▸ **Task instructions**: Please filter the entries for the word "message" and copy every line that has it.

▸ **Listed entries**:
________________________
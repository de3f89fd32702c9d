//! Projects REST loader

use crate::client::HarnessClient;
use crate::etl::Loader;
use crate::harness::IdentifiedApplication;
use eyre::{Context, Result};
use serde_json::{Value, json};

const PROJECTS_PATH: &str = "/ng/api/projects";

/// Modules enabled on every created project
pub const MODULES: [&str; 14] = [
    "CD",
    "CI",
    "CV",
    "CF",
    "CE",
    "STO",
    "CHAOS",
    "SRM",
    "IACM",
    "CET",
    "CODE",
    "CORE",
    "PMS",
    "TEMPLATESERVICE",
];

/// A random 24-bit color in `#rrggbb` form
pub fn random_color() -> String {
    format!("#{:06x}", rand::random_range(0..1u32 << 24))
}

/// Loader for Next Gen projects
///
/// Harness answers `status: ERROR` when a project cannot be created, most
/// often because it already exists. Those responses are logged as warnings and
/// the remaining projects are still created.
///
/// # Example
/// ```no_run
/// use harness_app_migrator::client::HarnessClient;
/// use harness_app_migrator::etl::{Loader, Transformer};
/// use harness_app_migrator::harness::{Application, ProjectsLoader};
/// use harness_app_migrator::transform::IdentifierAssigner;
/// use url::Url;
///
/// # async fn example() -> eyre::Result<()> {
/// let client = HarnessClient::try_new(Url::parse("https://app.harness.io")?, "ng-token")?;
/// let loader = ProjectsLoader::new(client, "abc123", "default");
///
/// let targets = vec![IdentifierAssigner.transform(Application::new("a1", "Web"))?];
/// let created = loader.load(&targets).await?;
/// # Ok(())
/// # }
/// ```
pub struct ProjectsLoader {
    client: HarnessClient,
    account: String,
    org: String,
}

impl ProjectsLoader {
    pub fn new(client: HarnessClient, account: impl Into<String>, org: impl Into<String>) -> Self {
        Self {
            client,
            account: account.into(),
            org: org.into(),
        }
    }

    /// Build the creation payload for one application
    fn payload(&self, target: &IdentifiedApplication, color: &str) -> Value {
        json!({
            "project": {
                "orgIdentifier": self.org,
                "modules": MODULES,
                "identifier": target.identifier,
                "name": target.name(),
                "description": target.description(),
                "color": color,
            }
        })
    }

    /// Create a single project
    ///
    /// Returns true when the project was created, false when Harness refused it.
    async fn create_project(&self, target: &IdentifiedApplication) -> Result<bool> {
        let payload = self.payload(target, &random_color());
        let query = [
            ("accountIdentifier", self.account.as_str()),
            ("orgIdentifier", self.org.as_str()),
        ];

        let response = self
            .client
            .post_json_value(PROJECTS_PATH, &query, &payload)
            .await
            .with_context(|| format!("Failed to create project {}", target.identifier))?;

        if response.get("status").and_then(Value::as_str) == Some("ERROR") {
            log::warn!(
                "{}",
                response
                    .get("message")
                    .and_then(Value::as_str)
                    .unwrap_or("Project creation failed without a message")
            );
            log::debug!("{}", payload);
            return Ok(false);
        }

        log::info!(
            "Project {} created successfully in Organization {}",
            target.name(),
            self.org
        );
        Ok(true)
    }
}

impl Loader for ProjectsLoader {
    type Item = IdentifiedApplication;

    async fn load(&self, items: &[Self::Item]) -> Result<usize> {
        let mut created = 0;

        for target in items {
            if self.create_project(target).await? {
                created += 1;
            }
        }

        log::info!(
            "Created {} of {} project(s) in Organization {}",
            created,
            items.len(),
            self.org
        );
        Ok(created)
    }
}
________________________
▸ **Output of the exercise**:
                    .get("message")
                    .unwrap_or("Project creation failed without a message")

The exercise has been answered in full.